買取専門店の展開
自動車メーカーは小売用車両の仕入経路拡大の一環として買取専門店を展開している。
買取専門店についてはトヨタ自動車グループでは“T-UP”、日産自動車グループでは“カウゾー”という屋号で展開されている。「第4 章 中古車買取事業者の現状」でも述べているが、小売価格とかけ離れた価格で下取車両を仕入れていたディーラーの隙を突く形で1990 年代初頭より買取専門店が台頭することとなり、ユーザーの車両下取に対する認識が多少なりとも変化することとなった。このような背景から独立系買取専門店へ流出していた小売用中古車(良質中古車)を再びディーラー系列の中古車仕入ルートへ取り込むべく、メーカー主導で買取専門店を整備することとなった。これにより、自動車メーカー系列企業は従来の新車もしくは中古車販売に伴う下取のみならず、買取という新たな仕入チャネルを増加させることとなった。しかしながら、このような自動車メーカー系買取専門店には課題も多い。店舗を運営するディーラーではこれら買取専門店を自社の新車販売店もしくは中古車販売店と併設で展開することが多い。そのためユーザーにとっては、「他銘柄の車両は買取価格が安いのではないか」、「下取と大差がないのではないか」といった心理が働きやすい状況となっている。
実際に系列ディーラー併設型買取専門店における店舗当りの買取実績は系列ディーラーを併設していない独立型買取専門店の半数以下に止まることが多い。そのため、買取専門店の看板代としてロイヤリティを支払うディーラーにとっては、独立型買取専門店を展開するだけの設備投資を行なわない限り旨みは少ない状況となっている。

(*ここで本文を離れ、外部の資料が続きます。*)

//! Mode detection and histogram-driven binarization.
//!
//! The photograph is first standardized so grid features are brighter
//! than their surroundings: light-background photos are inverted,
//! dark-background photos are left alone. A luminance histogram of the
//! standardized image yields a peak gray level in `[15, 150)`; a linear
//! contrast stretch anchored at that peak, followed by a fixed cutoff,
//! splits every pixel into foreground (written black) and background
//! (written white).
//!
//! Binarization never fails. A poor threshold surfaces later as a shape
//! detection or stability failure.

use std::ops::Range;

use image::Rgba;

use crate::grayscale::{luminance, luminance_u8, mean_luminance};
use crate::types::{ProcessingMode, RgbaImage};

/// Mean luminance above which a photograph is treated as light-background.
pub const LIGHT_BACKGROUND_THRESHOLD: f64 = 128.0;

/// Histogram bins searched for the peak gray level.
pub const PEAK_SEARCH_RANGE: Range<usize> = 15..150;

/// Peak used when no pixel falls inside [`PEAK_SEARCH_RANGE`].
pub const DEFAULT_PEAK: u8 = 50;

/// Stretched luminance at or above which a pixel is foreground.
pub const FOREGROUND_CUTOFF: f64 = 64.0;

/// Channel value below which a pixel counts as dark.
pub const DARK_CHANNEL_LIMIT: u8 = 128;

/// Pure black, used for foreground pixels.
pub const FOREGROUND: Rgba<u8> = Rgba([0, 0, 0, 255]);

/// Pure white, used for background pixels.
pub const BACKGROUND: Rgba<u8> = Rgba([255, 255, 255, 255]);

/// `true` when all three color channels are below [`DARK_CHANNEL_LIMIT`].
#[must_use]
pub const fn is_dark(pixel: Rgba<u8>) -> bool {
    let [r, g, b, _] = pixel.0;
    r < DARK_CHANNEL_LIMIT && g < DARK_CHANNEL_LIMIT && b < DARK_CHANNEL_LIMIT
}

/// Pick the processing mode from mean luminance.
#[must_use]
pub fn detect_mode(image: &RgbaImage) -> ProcessingMode {
    if mean_luminance(image) > LIGHT_BACKGROUND_THRESHOLD {
        ProcessingMode::LightBackground
    } else {
        ProcessingMode::DarkBackground
    }
}

/// Linear brightness/contrast adjustment derived from the histogram peak.
#[derive(Debug, Clone, Copy, PartialEq)]
pub struct ContrastAdjustment {
    /// Offset added before scaling; moves the peak to zero.
    pub brightness: f64,
    /// Gain applied after the offset; moves 255 back to 255.
    pub contrast: f64,
}

impl ContrastAdjustment {
    /// Adjustment that maps `peak` to 0 and 255 to 255.
    #[must_use]
    pub fn from_peak(peak: u8) -> Self {
        let peak = f64::from(peak);
        Self {
            brightness: -peak,
            contrast: 255.0 / (255.0 - peak),
        }
    }

    /// Apply to a luminance value, clamped to `0.0..=255.0`.
    #[must_use]
    pub fn apply(self, value: f64) -> f64 {
        ((value + self.brightness) * self.contrast).clamp(0.0, 255.0)
    }
}

/// Outcome of [`binarize`].
#[derive(Debug, Clone)]
pub struct Binarization {
    /// The pure black/white image; black is foreground.
    pub image: RgbaImage,
    /// Mode actually used.
    pub mode: ProcessingMode,
    /// Histogram peak the threshold was derived from.
    pub peak: u8,
    /// Number of foreground pixels written.
    pub foreground_pixels: u64,
}

/// 256-bin luminance histogram.
#[must_use]
pub fn luminance_histogram(image: &RgbaImage) -> [u64; 256] {
    let mut hist = [0u64; 256];
    for pixel in image.pixels() {
        hist[usize::from(luminance_u8(*pixel))] += 1;
    }
    hist
}

/// Most populated bin inside [`PEAK_SEARCH_RANGE`], or [`DEFAULT_PEAK`]
/// when that range is empty. Ties keep the lowest bin.
#[must_use]
pub fn find_peak(histogram: &[u64; 256]) -> u8 {
    let mut best: Option<(usize, u64)> = None;
    for bin in PEAK_SEARCH_RANGE {
        let count = histogram[bin];
        if count > 0 && best.is_none_or(|(_, c)| count > c) {
            best = Some((bin, count));
        }
    }
    best.and_then(|(bin, _)| u8::try_from(bin).ok())
        .unwrap_or(DEFAULT_PEAK)
}

/// Binarize `image` in place, auto-detecting the mode unless `forced`.
#[must_use]
pub fn binarize(mut image: RgbaImage, forced: Option<ProcessingMode>) -> Binarization {
    let mode = forced.unwrap_or_else(|| detect_mode(&image));

    if mode == ProcessingMode::LightBackground {
        for pixel in image.pixels_mut() {
            let [r, g, b, a] = pixel.0;
            *pixel = Rgba([255 - r, 255 - g, 255 - b, a]);
        }
    }

    let peak = find_peak(&luminance_histogram(&image));
    let adjustment = ContrastAdjustment::from_peak(peak);

    let mut foreground_pixels = 0u64;
    for pixel in image.pixels_mut() {
        if adjustment.apply(luminance(*pixel)) >= FOREGROUND_CUTOFF {
            *pixel = FOREGROUND;
            foreground_pixels += 1;
        } else {
            *pixel = BACKGROUND;
        }
    }

    log::debug!("binarized in {mode} mode: peak={peak} foreground={foreground_pixels}");

    Binarization {
        image,
        mode,
        peak,
        foreground_pixels,
    }
}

しかしながら、ディーラーでは新車販売の伸び悩みや下取車両の低年式化といった影響により良質車両の入庫台数が減少しており、今後買取部門強化の重要性が増していることは間違いない。そのため、上述したメーカー系買取専門店の課題を解決しながら買取部門を強化させることを目的として、メーカー系以外の中古車買取業者が展開するフランチャイズに加盟し、買取を強化させるディーラーも存在している。ただ、現在のところこのような動きは、メーカー政策との連動性が高い直資ディーラー(メーカーが資本参加するディーラー)ではなく、地場ディーラーにおいてのみ見受けられる状況である。